Records provided -
______
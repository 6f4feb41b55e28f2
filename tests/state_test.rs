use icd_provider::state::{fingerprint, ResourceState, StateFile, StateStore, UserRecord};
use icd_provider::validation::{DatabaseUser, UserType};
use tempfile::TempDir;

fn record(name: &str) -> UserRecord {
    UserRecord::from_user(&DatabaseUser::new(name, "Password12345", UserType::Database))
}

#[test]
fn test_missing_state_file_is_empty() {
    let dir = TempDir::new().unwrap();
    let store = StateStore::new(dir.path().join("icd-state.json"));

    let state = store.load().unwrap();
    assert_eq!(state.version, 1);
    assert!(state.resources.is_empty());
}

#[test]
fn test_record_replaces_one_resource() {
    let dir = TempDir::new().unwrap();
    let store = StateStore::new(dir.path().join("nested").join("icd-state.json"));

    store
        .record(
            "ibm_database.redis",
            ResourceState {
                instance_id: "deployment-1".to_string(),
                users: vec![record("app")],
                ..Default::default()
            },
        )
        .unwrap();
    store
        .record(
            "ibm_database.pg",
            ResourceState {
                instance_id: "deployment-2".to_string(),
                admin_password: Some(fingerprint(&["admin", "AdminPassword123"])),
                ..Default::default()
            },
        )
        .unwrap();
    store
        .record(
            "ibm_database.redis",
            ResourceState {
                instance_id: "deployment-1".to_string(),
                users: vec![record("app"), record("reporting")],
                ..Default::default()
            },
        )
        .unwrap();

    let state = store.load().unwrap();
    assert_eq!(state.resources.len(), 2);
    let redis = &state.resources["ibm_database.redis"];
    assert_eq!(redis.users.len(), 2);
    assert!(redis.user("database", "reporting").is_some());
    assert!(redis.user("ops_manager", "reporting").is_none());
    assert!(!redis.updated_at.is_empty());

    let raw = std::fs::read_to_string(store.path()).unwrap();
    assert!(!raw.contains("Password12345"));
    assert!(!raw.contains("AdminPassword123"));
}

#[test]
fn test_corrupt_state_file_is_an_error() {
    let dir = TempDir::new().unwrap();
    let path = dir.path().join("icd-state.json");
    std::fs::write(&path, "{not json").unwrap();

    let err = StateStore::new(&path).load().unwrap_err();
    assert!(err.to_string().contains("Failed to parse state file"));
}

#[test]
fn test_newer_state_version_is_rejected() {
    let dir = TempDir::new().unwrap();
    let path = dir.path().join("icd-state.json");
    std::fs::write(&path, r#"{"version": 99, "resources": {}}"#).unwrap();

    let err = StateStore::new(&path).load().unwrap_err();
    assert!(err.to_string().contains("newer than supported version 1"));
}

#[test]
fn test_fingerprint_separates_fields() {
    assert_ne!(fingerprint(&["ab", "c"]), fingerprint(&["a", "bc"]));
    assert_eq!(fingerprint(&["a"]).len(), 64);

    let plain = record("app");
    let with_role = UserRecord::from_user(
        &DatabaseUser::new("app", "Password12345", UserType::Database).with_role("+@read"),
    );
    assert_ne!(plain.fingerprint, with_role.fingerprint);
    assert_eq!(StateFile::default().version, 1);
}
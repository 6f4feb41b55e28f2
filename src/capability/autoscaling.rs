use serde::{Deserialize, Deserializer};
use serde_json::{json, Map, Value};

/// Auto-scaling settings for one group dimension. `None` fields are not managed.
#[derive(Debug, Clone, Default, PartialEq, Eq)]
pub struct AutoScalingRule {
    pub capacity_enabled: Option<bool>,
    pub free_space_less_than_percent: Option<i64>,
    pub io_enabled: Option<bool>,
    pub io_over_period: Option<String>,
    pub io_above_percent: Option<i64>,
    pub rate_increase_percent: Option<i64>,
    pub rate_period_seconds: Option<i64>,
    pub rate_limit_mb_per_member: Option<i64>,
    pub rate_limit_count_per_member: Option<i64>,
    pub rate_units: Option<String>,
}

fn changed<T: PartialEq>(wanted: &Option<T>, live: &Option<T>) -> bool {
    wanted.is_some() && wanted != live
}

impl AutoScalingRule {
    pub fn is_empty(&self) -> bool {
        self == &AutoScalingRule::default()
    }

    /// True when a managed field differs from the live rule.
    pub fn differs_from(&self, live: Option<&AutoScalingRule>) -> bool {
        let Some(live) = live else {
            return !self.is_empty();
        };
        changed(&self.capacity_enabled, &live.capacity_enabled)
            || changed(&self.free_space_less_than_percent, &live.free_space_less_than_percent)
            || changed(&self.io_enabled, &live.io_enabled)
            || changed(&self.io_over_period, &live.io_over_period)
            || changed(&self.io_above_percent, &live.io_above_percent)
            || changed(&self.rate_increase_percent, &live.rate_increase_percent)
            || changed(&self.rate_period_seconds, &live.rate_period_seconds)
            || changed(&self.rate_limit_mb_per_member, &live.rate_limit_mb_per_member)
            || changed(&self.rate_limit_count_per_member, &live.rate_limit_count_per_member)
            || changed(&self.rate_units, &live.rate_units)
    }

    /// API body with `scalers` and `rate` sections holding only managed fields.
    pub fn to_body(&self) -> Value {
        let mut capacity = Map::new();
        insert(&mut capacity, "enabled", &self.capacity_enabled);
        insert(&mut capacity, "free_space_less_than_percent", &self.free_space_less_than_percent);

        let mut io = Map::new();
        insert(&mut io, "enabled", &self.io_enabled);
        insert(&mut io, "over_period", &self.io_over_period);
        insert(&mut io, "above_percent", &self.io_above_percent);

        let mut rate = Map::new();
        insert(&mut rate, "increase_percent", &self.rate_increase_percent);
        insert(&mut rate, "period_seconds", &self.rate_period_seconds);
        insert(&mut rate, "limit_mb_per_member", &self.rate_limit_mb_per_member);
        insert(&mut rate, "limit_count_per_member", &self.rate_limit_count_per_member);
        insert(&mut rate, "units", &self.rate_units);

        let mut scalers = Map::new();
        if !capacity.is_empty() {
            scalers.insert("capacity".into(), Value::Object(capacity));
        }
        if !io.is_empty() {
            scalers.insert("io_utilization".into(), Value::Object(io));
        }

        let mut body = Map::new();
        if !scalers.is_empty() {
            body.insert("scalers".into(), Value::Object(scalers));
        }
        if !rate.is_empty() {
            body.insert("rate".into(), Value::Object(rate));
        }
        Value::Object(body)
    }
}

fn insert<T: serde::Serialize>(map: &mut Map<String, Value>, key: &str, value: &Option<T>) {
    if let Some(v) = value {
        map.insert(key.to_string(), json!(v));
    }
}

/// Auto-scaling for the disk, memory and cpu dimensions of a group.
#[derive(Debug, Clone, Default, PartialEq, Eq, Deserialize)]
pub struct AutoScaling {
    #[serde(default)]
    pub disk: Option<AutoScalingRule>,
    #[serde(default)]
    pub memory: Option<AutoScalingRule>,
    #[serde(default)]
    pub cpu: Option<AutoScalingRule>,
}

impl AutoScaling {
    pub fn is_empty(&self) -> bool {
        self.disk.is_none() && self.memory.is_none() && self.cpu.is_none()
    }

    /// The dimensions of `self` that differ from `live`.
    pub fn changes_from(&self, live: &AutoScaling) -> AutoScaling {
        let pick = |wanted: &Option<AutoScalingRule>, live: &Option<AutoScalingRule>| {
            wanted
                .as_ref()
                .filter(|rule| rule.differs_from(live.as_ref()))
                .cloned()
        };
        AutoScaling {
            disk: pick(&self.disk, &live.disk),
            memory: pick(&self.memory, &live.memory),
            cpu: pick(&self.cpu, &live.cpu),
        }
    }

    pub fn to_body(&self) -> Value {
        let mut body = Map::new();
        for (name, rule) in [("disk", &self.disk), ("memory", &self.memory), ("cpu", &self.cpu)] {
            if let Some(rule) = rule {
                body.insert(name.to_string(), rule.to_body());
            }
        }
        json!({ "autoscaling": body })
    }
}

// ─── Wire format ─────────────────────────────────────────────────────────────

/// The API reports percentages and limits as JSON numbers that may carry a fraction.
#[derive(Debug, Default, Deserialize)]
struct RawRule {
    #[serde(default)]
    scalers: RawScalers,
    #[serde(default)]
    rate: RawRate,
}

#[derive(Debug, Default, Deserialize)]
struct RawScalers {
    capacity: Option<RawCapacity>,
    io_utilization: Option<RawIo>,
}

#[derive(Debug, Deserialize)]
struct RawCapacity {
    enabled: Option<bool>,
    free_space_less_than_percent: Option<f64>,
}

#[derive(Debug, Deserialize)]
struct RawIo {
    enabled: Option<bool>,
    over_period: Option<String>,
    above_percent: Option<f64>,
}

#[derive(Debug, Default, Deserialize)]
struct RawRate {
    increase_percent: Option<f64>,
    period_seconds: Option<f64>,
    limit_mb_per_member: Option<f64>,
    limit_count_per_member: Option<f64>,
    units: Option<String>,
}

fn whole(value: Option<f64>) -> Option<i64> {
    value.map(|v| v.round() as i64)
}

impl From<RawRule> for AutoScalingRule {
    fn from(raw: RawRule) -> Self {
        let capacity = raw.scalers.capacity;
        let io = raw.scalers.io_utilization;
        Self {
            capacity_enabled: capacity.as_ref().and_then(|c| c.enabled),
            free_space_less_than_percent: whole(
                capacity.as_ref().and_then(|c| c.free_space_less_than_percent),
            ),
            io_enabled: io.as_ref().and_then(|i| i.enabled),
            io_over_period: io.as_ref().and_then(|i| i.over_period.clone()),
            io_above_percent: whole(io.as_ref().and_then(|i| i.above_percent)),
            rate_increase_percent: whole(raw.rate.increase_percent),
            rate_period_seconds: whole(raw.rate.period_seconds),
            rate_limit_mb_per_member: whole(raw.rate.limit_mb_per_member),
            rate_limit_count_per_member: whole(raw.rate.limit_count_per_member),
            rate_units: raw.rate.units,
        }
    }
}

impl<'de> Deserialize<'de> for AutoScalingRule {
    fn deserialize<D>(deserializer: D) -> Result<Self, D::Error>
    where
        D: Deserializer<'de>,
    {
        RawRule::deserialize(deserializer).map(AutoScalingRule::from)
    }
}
______
Task prompt -
Lines with "Object": return each one from the data above.

Task response -
            scalers.insert("capacity".into(), Value::Object(capacity));
            scalers.insert("io_utilization".into(), Value::Object(io));
            body.insert("scalers".into(), Value::Object(scalers));
            body.insert("rate".into(), Value::Object(rate));
        Value::Object(body)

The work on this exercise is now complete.